Some political issues are central to the contest between political parties at elections. Others are uncontested and are not at stake as the political pendulum swings – they form the foundations underpinning equal citizenship in our democratic society. If we want that to be the case for our shared support for equality and our opposition to racism, prejudice and discrimination, then it is essential to maintain broad and sustained majority support for them.

This September, the issue of refugee protection will also return to the agenda, with UN and US summits, and the first anniversary of the death of Alan Kurdi; the Syrian child whose body was famously photographed washed up on a Turkish beach. Our tradition of protecting refugees long pre-dates Britain’s membership of the EEC and will outlast our membership of the EU too. It is a source of pride for seven out of ten Britons. This autumn, it needs to be clear that the invitation to uphold that tradition is not going out to just one side of the referendum: everybody should feel invited to come together and stand up for Britain being a country proud to welcome refugees.

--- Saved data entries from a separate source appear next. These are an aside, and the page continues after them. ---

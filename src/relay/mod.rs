//! Room Relay
//!
//! Live fan-out of chat messages to the streaming connections of a room.
//!
//! ## Architecture
//!
//! - **RoomRegistry**: Room → live connections, the only shared mutable state
//! - **Dispatcher**: Single task that fans each persisted message out to a
//!   snapshot of its room's members, pruning members that cannot keep up
//! - **Session**: Lifecycle of one connection (register, read loop,
//!   deregister, close) over any [`Transport`]
//! - **Handler**: WebSocket upgrade endpoint that authenticates and starts a session
//! - **Frames**: Client and server frame formats
//!
//! ## Usage
//!
//! Clients connect to `/api/v1/rooms/{room}/ws?token=JWT` and then exchange
//! JSON frames:
//!
//! ```javascript
//! // Browser
//! const ws = new WebSocket(`ws://localhost:8080/api/v1/rooms/general/ws?token=${token}`);
//!
//! ws.onopen = () => {
//!   ws.send(JSON.stringify({type: 'message', body: 'hello'}));
//! };
//!
//! ws.onmessage = (event) => {
//!   const frame = JSON.parse(event.data);
//!   // connected | history | message | notice | error | pong
//!   console.log('Received:', frame);
//! };
//! ```

mod dispatcher;
mod frames;
mod handler;
mod registry;
mod session;
mod transport;

pub use dispatcher::{
    fan_out, DispatchError, DispatchHandle, Dispatcher, FanOut, DEFAULT_INTAKE_CAPACITY,
};
pub use frames::{ClientFrame, ServerFrame};
pub use handler::websocket_handler;
pub use registry::{
    ConnectionHandle, ConnectionId, ConnectionInbox, DeliveryError, RegistryConfig, RegistryError,
    RoomRegistry,
};
pub use session::{
    run_session, SessionContext, SessionEnd, SessionState, DEFAULT_OUTBOUND_BUFFER,
};
pub use transport::{
    Transport, TransportError, WsTransport, CLOSE_TOKEN_EXPIRED, CLOSE_TOKEN_INVALID,
};
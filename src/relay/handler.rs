//! WebSocket Handler
//!
//! Handles WebSocket upgrade requests for a room and hands the socket to the
//! session lifecycle.

use axum::{
    extract::{Path, Query, State, WebSocketUpgrade},
    http::HeaderMap,
    response::Response,
};
use serde::Deserialize;
use std::sync::Arc;

use super::session::run_session;
use super::transport::{WsTransport, CLOSE_TOKEN_EXPIRED, CLOSE_TOKEN_INVALID};
use crate::api::extract::credential_from_headers;
use crate::api::{ApiError, AppState};
use crate::auth::{AuthError, IdentityVerifier};
use crate::store::RoomId;

/// Query parameters accepted on the upgrade request
#[derive(Debug, Default, Deserialize)]
pub struct WsQuery {
    pub token: Option<String>,
}

/// GET /api/v1/rooms/:room/ws
///
/// Unknown rooms are refused with 404 before upgrading. A bad or missing
/// credential still upgrades, then closes with 4001 (expired) or 4002
/// (invalid) so browser clients can see the reason.
pub async fn websocket_handler(
    ws: WebSocketUpgrade,
    State(state): State<Arc<AppState>>,
    Path(room): Path<String>,
    Query(query): Query<WsQuery>,
    headers: HeaderMap,
) -> Result<Response, ApiError> {
    let room = RoomId::parse(room).map_err(|e| ApiError::NotFound(e.to_string()))?;
    if state.store.get_room(&room).await?.is_none() {
        return Err(ApiError::NotFound(format!("Room '{}'", room)));
    }

    let verified = match query.token.or_else(|| credential_from_headers(&headers)) {
        Some(credential) => state.auth.verify(&credential),
        None => Err(AuthError::InvalidCredential),
    };

    let author = match verified {
        Ok(author) => author,
        Err(err) => {
            let (code, reason) = match err {
                AuthError::Expired => (CLOSE_TOKEN_EXPIRED, "Token expired"),
                _ => (CLOSE_TOKEN_INVALID, "Token invalid"),
            };
            tracing::warn!(room = %room, error = %err, "Rejecting unauthenticated WebSocket");
            return Ok(ws.on_upgrade(move |socket| async move {
                WsTransport::new(socket).close_with(code, reason).await;
            }));
        }
    };

    let ctx = state.session_context();
    Ok(ws.on_upgrade(move |socket| async move {
        run_session(WsTransport::new(socket), room, author, ctx).await;
    }))
}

The 48% does contain most of Britain's graduates, but few of those who left school with no educational qualifications. It is curious to take too much pride in doing best among those with most educational qualifications and worst among those with fewest, given that the task in the referendum was to secure majority consent in a society where we have a universal adult franchise, not one restricted to university graduates. 

It is curious to take too much pride in doing best among those with most educational qualifications and worst among those with fewest

The referendum illuminates the long-term, growing divergence between the politics of social justice and those of identity and belonging – and the need for much broader geographical and cross-class reach of those pursuing progressive coalitions.  There will be no successful defence of liberal ‘open society’ values without engaging a much broader coalition than is achieved by the polarising frame of ‘open versus closed’, which pits the confident, liberal minority against the nativist, left-behind minority - but which also leaves most of the public unpersuaded by either camp.

A more successful strategy will require liberals to engage with both the gains and the pressures of ‘openness’; to be able to respond constructively to legitimate concerns about the impacts of immigration on public services, jobs and culture; and to engage with the values and interests of blue-collar and non-graduate audiences. If we are to secure majority consent for the values of an open and fair society, we need to do so together and ensure that it works fairly for everyone.

Even on a disagreement this big, we – Leave and Remain, old and young, graduate and non-graduate, metropolitan and provincial  - can still find much common ground. "Build bridges, not walls" has long been a slogan of internationalists. But preserving and strengthening the 48% and 52% tribes will not build a bridge, it will build a wall. It is time to tear it down.